Duffy has pleaded not guilty to 31 charges of fraud, breach of trust and bribery related to his Senate living, travel and office expenses.
The court was shown slide after slide of balance sheets and pie charts, chronicling Duffy's financial life from late 2008 to mid-2013.
In that time period, $1.2 million got deposited into his bank account. In addition to his Senate salary, Duffy received a pension from CTV and from the government. He also made $25,000 doing speaking engagements through his side company.
The sale of his late mother's home netted approximately $50,000.
Still, the available records showed that money was flowing out faster than it was coming in, with a line of credit that crept up steadily to over $100,000 at one point in 2012. Duffy's Ottawa-area home is heavily mortgaged. His vehicle is leased.
"There was a continued amount of overspending in the account that had to be funded with some sort of money. That money was the line of credit," Grenon said.
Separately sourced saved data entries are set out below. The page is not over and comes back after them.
use serde::de::{MapAccess, Visitor};
use serde::ser::SerializeMap;
use serde::{Deserialize, Deserializer, Serialize, Serializer};
use std::fmt;
use std::marker::PhantomData;

/// String-keyed map that remembers insertion order.
///
/// Serializes as a JSON object whose keys appear in the order they were
/// first inserted, so the same input always produces the same bytes.
#[derive(Debug, Clone, PartialEq)]
pub struct OrderedMap<V> {
    entries: Vec<(String, V)>,
}

impl<V> Default for OrderedMap<V> {
    fn default() -> Self {
        Self {
            entries: Vec::new(),
        }
    }
}

impl<V> OrderedMap<V> {
    pub fn new() -> Self {
        Self::default()
    }

    pub fn len(&self) -> usize {
        self.entries.len()
    }

    pub fn is_empty(&self) -> bool {
        self.entries.is_empty()
    }

    fn position(&self, key: &str) -> Option<usize> {
        self.entries.iter().position(|(k, _)| k == key)
    }

    pub fn contains_key(&self, key: &str) -> bool {
        self.position(key).is_some()
    }

    pub fn get(&self, key: &str) -> Option<&V> {
        self.entries.iter().find(|(k, _)| k == key).map(|(_, v)| v)
    }

    /// Inserts or replaces a value. A replaced key keeps its original position.
    pub fn insert(&mut self, key: impl Into<String>, value: V) -> Option<V> {
        let key = key.into();
        match self.position(&key) {
            Some(idx) => Some(std::mem::replace(&mut self.entries[idx].1, value)),
            None => {
                self.entries.push((key, value));
                None
            }
        }
    }

    /// Returns the value for `key`, appending `make()` first if it is absent.
    pub fn get_or_insert_with(&mut self, key: &str, make: impl FnOnce() -> V) -> &mut V {
        let idx = match self.position(key) {
            Some(idx) => idx,
            None => {
                self.entries.push((key.to_string(), make()));
                self.entries.len() - 1
            }
        };
        &mut self.entries[idx].1
    }

    pub fn iter(&self) -> impl Iterator<Item = (&str, &V)> {
        self.entries.iter().map(|(k, v)| (k.as_str(), v))
    }

    pub fn keys(&self) -> impl Iterator<Item = &str> {
        self.entries.iter().map(|(k, _)| k.as_str())
    }

    pub fn values(&self) -> impl Iterator<Item = &V> {
        self.entries.iter().map(|(_, v)| v)
    }
}

impl<V> IntoIterator for OrderedMap<V> {
    type Item = (String, V);
    type IntoIter = std::vec::IntoIter<(String, V)>;

    fn into_iter(self) -> Self::IntoIter {
        self.entries.into_iter()
    }
}

impl<K: Into<String>, V> FromIterator<(K, V)> for OrderedMap<V> {
    fn from_iter<I: IntoIterator<Item = (K, V)>>(iter: I) -> Self {
        let mut map = OrderedMap::new();
        for (k, v) in iter {
            map.insert(k, v);
        }
        map
    }
}

impl<V: Serialize> Serialize for OrderedMap<V> {
    fn serialize<S: Serializer>(&self, serializer: S) -> Result<S::Ok, S::Error> {
        let mut map = serializer.serialize_map(Some(self.entries.len()))?;
        for (k, v) in &self.entries {
            map.serialize_entry(k, v)?;
        }
        map.end()
    }
}

struct OrderedMapVisitor<V>(PhantomData<V>);

impl<'de, V: Deserialize<'de>> Visitor<'de> for OrderedMapVisitor<V> {
    type Value = OrderedMap<V>;

    fn expecting(&self, formatter: &mut fmt::Formatter) -> fmt::Result {
        formatter.write_str("a map with string keys")
    }

    fn visit_map<A: MapAccess<'de>>(self, mut access: A) -> Result<Self::Value, A::Error> {
        let mut map = OrderedMap::new();
        while let Some((key, value)) = access.next_entry::<String, V>()? {
            map.insert(key, value);
        }
        Ok(map)
    }
}

impl<'de, V: Deserialize<'de>> Deserialize<'de> for OrderedMap<V> {
    fn deserialize<D: Deserializer<'de>>(deserializer: D) -> Result<Self, D::Error> {
        deserializer.deserialize_map(OrderedMapVisitor(PhantomData))
    }
}
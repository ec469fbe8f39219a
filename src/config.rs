use config::{Config, ConfigError, Environment, File};
use serde::Deserialize;
use std::time::Duration;

/// Main scraper configuration
#[derive(Debug, Deserialize, Clone)]
pub struct ScraperConfig {
    /// Origin that relative detail references are resolved against
    #[serde(default = "default_base_url")]
    pub base_url: String,
    /// HTTP client identity and timeouts
    #[serde(default)]
    pub fetch: FetchConfig,
    /// Per-item nutrition retrieval behaviour
    #[serde(default)]
    pub detail: DetailConfig,
    /// Nutrition label parsing
    #[serde(default)]
    pub label: LabelConfig,
}

impl Default for ScraperConfig {
    fn default() -> Self {
        Self {
            base_url: default_base_url(),
            fetch: FetchConfig::default(),
            detail: DetailConfig::default(),
            label: LabelConfig::default(),
        }
    }
}

/// Client identity sent with every request
#[derive(Debug, Deserialize, Clone)]
pub struct FetchConfig {
    #[serde(default = "default_user_agent")]
    pub user_agent: String,
    #[serde(default = "default_accept")]
    pub accept: String,
    #[serde(default = "default_accept_language")]
    pub accept_language: String,
    /// Timeout for listing pages, in milliseconds
    #[serde(default = "default_menu_timeout_ms")]
    pub menu_timeout_ms: u64,
    /// Timeout for nutrition label pages, in milliseconds
    #[serde(default = "default_label_timeout_ms")]
    pub label_timeout_ms: u64,
}

impl Default for FetchConfig {
    fn default() -> Self {
        Self {
            user_agent: default_user_agent(),
            accept: default_accept(),
            accept_language: default_accept_language(),
            menu_timeout_ms: default_menu_timeout_ms(),
            label_timeout_ms: default_label_timeout_ms(),
        }
    }
}

impl FetchConfig {
    pub fn menu_timeout(&self) -> Duration {
        Duration::from_millis(self.menu_timeout_ms)
    }

    pub fn label_timeout(&self) -> Duration {
        Duration::from_millis(self.label_timeout_ms)
    }
}

/// Configuration for the per-item nutrition pass
#[derive(Debug, Deserialize, Clone)]
pub struct DetailConfig {
    /// Attempts per nutrition label before the item is marked failed
    #[serde(default = "default_max_attempts")]
    pub max_attempts: u32,
    /// Delay between attempts for the same item, in milliseconds
    #[serde(default = "default_retry_delay_ms")]
    pub retry_delay_ms: u64,
    /// Delay after each item that had a detail reference, in milliseconds
    #[serde(default)]
    pub request_delay_ms: u64,
    /// Only fetch the first N items of every category
    #[serde(default)]
    pub max_items_per_category: Option<usize>,
}

impl Default for DetailConfig {
    fn default() -> Self {
        Self {
            max_attempts: default_max_attempts(),
            retry_delay_ms: default_retry_delay_ms(),
            request_delay_ms: 0,
            max_items_per_category: None,
        }
    }
}

/// Configuration for nutrition label extraction
#[derive(Debug, Deserialize, Clone)]
pub struct LabelConfig {
    /// Leading rows of the facts table that form the primary panel;
    /// rows after this belong to the summary block
    #[serde(default = "default_primary_rows")]
    pub primary_rows: usize,
}

impl Default for LabelConfig {
    fn default() -> Self {
        Self {
            primary_rows: default_primary_rows(),
        }
    }
}

// Default value functions
fn default_base_url() -> String {
    "https://www.foodpro.huds.harvard.edu/foodpro/".to_string()
}

fn default_user_agent() -> String {
    "Mozilla/5.0 (Macintosh; Intel Mac OS X 10_15_7) AppleWebKit/537.36 (KHTML, like Gecko) Chrome/127.0.0.0 Safari/537.36".to_string()
}

fn default_accept() -> String {
    "text/html,application/xhtml+xml,application/xml;q=0.9,image/avif,image/webp,*/*;q=0.8"
        .to_string()
}

fn default_accept_language() -> String {
    "en-US,en;q=0.9".to_string()
}

fn default_menu_timeout_ms() -> u64 {
    15_000
}

fn default_label_timeout_ms() -> u64 {
    20_000
}

fn default_max_attempts() -> u32 {
    3
}

fn default_retry_delay_ms() -> u64 {
    1000
}

fn default_primary_rows() -> usize {
    10
}

impl ScraperConfig {
    /// Load configuration from file and environment variables
    ///
    /// Configuration is loaded with the following priority (highest to lowest):
    /// 1. Environment variables with FOODPRO__ prefix
    /// 2. foodpro.toml file in current directory
    /// 3. Default values
    ///
    /// Environment variable format: FOODPRO__DETAIL__MAX_ATTEMPTS
    pub fn load() -> Result<Self, ConfigError> {
        load_config()
    }
}

/// Load configuration from file and environment variables
///
/// See [`ScraperConfig::load`] for the source priority.
pub fn load_config() -> Result<ScraperConfig, ConfigError> {
    let settings = Config::builder()
        // Optional config file (can be missing)
        .add_source(File::with_name("foodpro").required(false))
        // Use double underscore for nested: FOODPRO__FETCH__USER_AGENT
        .add_source(
            Environment::with_prefix("FOODPRO")
                .prefix_separator("__")
                .separator("__")
                .try_parsing(true),
        )
        .build()?;

    settings.try_deserialize()
}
Grenon revealed that the agency that follows potential money laundering and terrorist activity, Fintrac, raised the alarm at one point that Duffy's line of credit had risen to more than $100,000. It's not clear when that discovery was made.
Duffy's defence lawyer Donald Bayne argued that Grenon's testimony should not be entered into evidence, that it amounted to innuendo and was irrelevant to the charges at hand.
"You just let their dump truck back up to your courtroom and dump thousands and thousands of records ... and just leave it hanging there like a Sword of Damocles for the rest of the file," Bayne said.
"For what purpose? Is Sen. Duffy in his defence then going to have to account for 5,500 transactions over his financial life? It will distort this trial."
Duffy's team can be expected to raise the point that after he became a senator, he spent somewhere around $100,000 renovating his cottage in Prince Edward Island to make it a four-season home.
And that line of credit with the Royal Bank has come up before in the life of the Senate scandal.
In October 2013, when Duffy was about to be suspended from the Senate, he told the upper chamber that the Prime Minister's Office suggested using his debt as a cover for the $90,000 he received from Wright.
"When they heard that I had been using a line of credit to renovate my home in Cavendish, they jumped right on it," Duffy said.
"It was suggested I go to the RBC, borrow the cash to pay off that line of credit, and then, when the media asked, 'Where did you get the money to pay the $90,000?' the PMO told me to say, 'My wife and I took out a loan at the Royal Bank."'
Duffy said at the time he did take out a loan, but it wasn't to repay the $90,000.